• About this exercise:
In the records below, find the line with "use url::Url;" and the line with "link = ClassifiedLink::new(url, LinkKind::PostCandidate);"; return exactly those lines and every line between them.

___ Data for this exercise ___

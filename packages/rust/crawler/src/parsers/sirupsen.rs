//! sirupsen.com parser.
//!
//! The home page is a plain `<li>` list of `Title  Mon YYYY` entries mixed with
//! external links (talks, podcasts) that are not posts.

use std::sync::LazyLock;

use chrono::NaiveDate;
use regex::Regex;
use scraper::{ElementRef, Html, Selector};
use url::Url;

use blogbook_content::{collapse_text, normalize_text};
use blogbook_shared::{ClassifiedLink, LinkHint, LinkKind, PostMetadata, host_key};

use super::generic::{self, ANCHORS, GenericParser};
use super::{PageParser, ParseContext};

const HOST: &str = "sirupsen.com";

const MIN_TITLE_CHARS: usize = 3;

static LIST_ITEM: LazyLock<Selector> =
    LazyLock::new(|| Selector::parse("li").expect("valid selector"));

static MONTH_YEAR_RE: LazyLock<Regex> =
    LazyLock::new(|| Regex::new(r"\b([A-Za-z]{3})\s+(\d{4})\b").expect("valid regex"));

static STRIP_CLASS_RE: LazyLock<Regex> = LazyLock::new(|| {
    Regex::new(r"(?i)author|byline|meta|subscribe|newsletter|signup|related|also-like|recommended")
        .expect("valid regex")
});

/// Parser for Simon Eskildsen's blog.
pub struct SirupsenParser;

impl PageParser for SirupsenParser {
    fn name(&self) -> &str {
        "sirupsen"
    }

    fn detect(&self, url: &Url) -> bool {
        host_key(url) == HOST
    }

    fn blog_title(&self, _doc: &Html, _cx: &ParseContext<'_>) -> Option<String> {
        Some("Simon Eskildsen's Blog".into())
    }

    fn extract_links(&self, doc: &Html, cx: &ParseContext<'_>) -> Vec<ClassifiedLink> {
        if cx.overrides_links() {
            return GenericParser.extract_links(doc, cx);
        }

        let mut links: Vec<ClassifiedLink> = doc
            .select(&LIST_ITEM)
            .filter_map(|li| list_entry(li, cx))
            .collect();
        links.extend(generic::pagination_links(doc, cx));
        links
    }

    fn extract_post(&self, doc: &Html, cx: &ParseContext<'_>, hint: &LinkHint) -> PostMetadata {
        generic::post_metadata(doc, cx, hint, |el| {
            el.value().name() == "form" || generic::class_matches(el, &STRIP_CLASS_RE)
        })
    }
}

fn list_entry(li: ElementRef<'_>, cx: &ParseContext<'_>) -> Option<ClassifiedLink> {
    let anchor = li.select(&ANCHORS).next()?;
    let url = generic::resolve_href(anchor, cx.page_url)?;
    if !generic::same_site(&url, cx) || url.path().trim_end_matches('/').is_empty() {
        return None;
    }

    let title = collapse_text(anchor);
    if title.chars().count() < MIN_TITLE_CHARS {
        return None;
    }

    let mut link = ClassifiedLink::new(url, LinkKind::PostCandidate);
    link.hint = LinkHint {
        title: Some(normalize_text(&title)),
        date: month_year(&collapse_text(li)),
    };
    Some(link)
}

/// `Dec 2016` as the first of that month.
fn month_year(text: &str) -> Option<NaiveDate> {
    MONTH_YEAR_RE.captures_iter(text).find_map(|c| {
        let month = match c[1].to_ascii_lowercase().as_str() {
            "jan" => 1,
            "feb" => 2,
            "mar" => 3,
            "apr" => 4,
            "may" => 5,
            "jun" => 6,
            "jul" => 7,
            "aug" => 8,
            "sep" => 9,
            "oct" => 10,
            "nov" => 11,
            "dec" => 12,
            _ => return None,
        };
        NaiveDate::from_ymd_opt(c[2].parse().ok()?, month, 1)
    })
}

___

• Reply:
use url::Url;

use blogbook_content::{collapse_text, normalize_text};
use blogbook_shared::{ClassifiedLink, LinkHint, LinkKind, PostMetadata, host_key};

use super::generic::{self, ANCHORS, GenericParser};
use super::{PageParser, ParseContext};

const HOST: &str = "sirupsen.com";

const MIN_TITLE_CHARS: usize = 3;

static LIST_ITEM: LazyLock<Selector> =
    LazyLock::new(|| Selector::parse("li").expect("valid selector"));

static MONTH_YEAR_RE: LazyLock<Regex> =
    LazyLock::new(|| Regex::new(r"\b([A-Za-z]{3})\s+(\d{4})\b").expect("valid regex"));

static STRIP_CLASS_RE: LazyLock<Regex> = LazyLock::new(|| {
    Regex::new(r"(?i)author|byline|meta|subscribe|newsletter|signup|related|also-like|recommended")
        .expect("valid regex")
});

/// Parser for Simon Eskildsen's blog.
pub struct SirupsenParser;

impl PageParser for SirupsenParser {
    fn name(&self) -> &str {
        "sirupsen"
    }

    fn detect(&self, url: &Url) -> bool {
        host_key(url) == HOST
    }

    fn blog_title(&self, _doc: &Html, _cx: &ParseContext<'_>) -> Option<String> {
        Some("Simon Eskildsen's Blog".into())
    }

    fn extract_links(&self, doc: &Html, cx: &ParseContext<'_>) -> Vec<ClassifiedLink> {
        if cx.overrides_links() {
            return GenericParser.extract_links(doc, cx);
        }

        let mut links: Vec<ClassifiedLink> = doc
            .select(&LIST_ITEM)
            .filter_map(|li| list_entry(li, cx))
            .collect();
        links.extend(generic::pagination_links(doc, cx));
        links
    }

    fn extract_post(&self, doc: &Html, cx: &ParseContext<'_>, hint: &LinkHint) -> PostMetadata {
        generic::post_metadata(doc, cx, hint, |el| {
            el.value().name() == "form" || generic::class_matches(el, &STRIP_CLASS_RE)
        })
    }
}

fn list_entry(li: ElementRef<'_>, cx: &ParseContext<'_>) -> Option<ClassifiedLink> {
    let anchor = li.select(&ANCHORS).next()?;
    let url = generic::resolve_href(anchor, cx.page_url)?;
    if !generic::same_site(&url, cx) || url.path().trim_end_matches('/').is_empty() {
        return None;
    }

    let title = collapse_text(anchor);
    if title.chars().count() < MIN_TITLE_CHARS {
        return None;
    }

    let mut link = ClassifiedLink::new(url, LinkKind::PostCandidate);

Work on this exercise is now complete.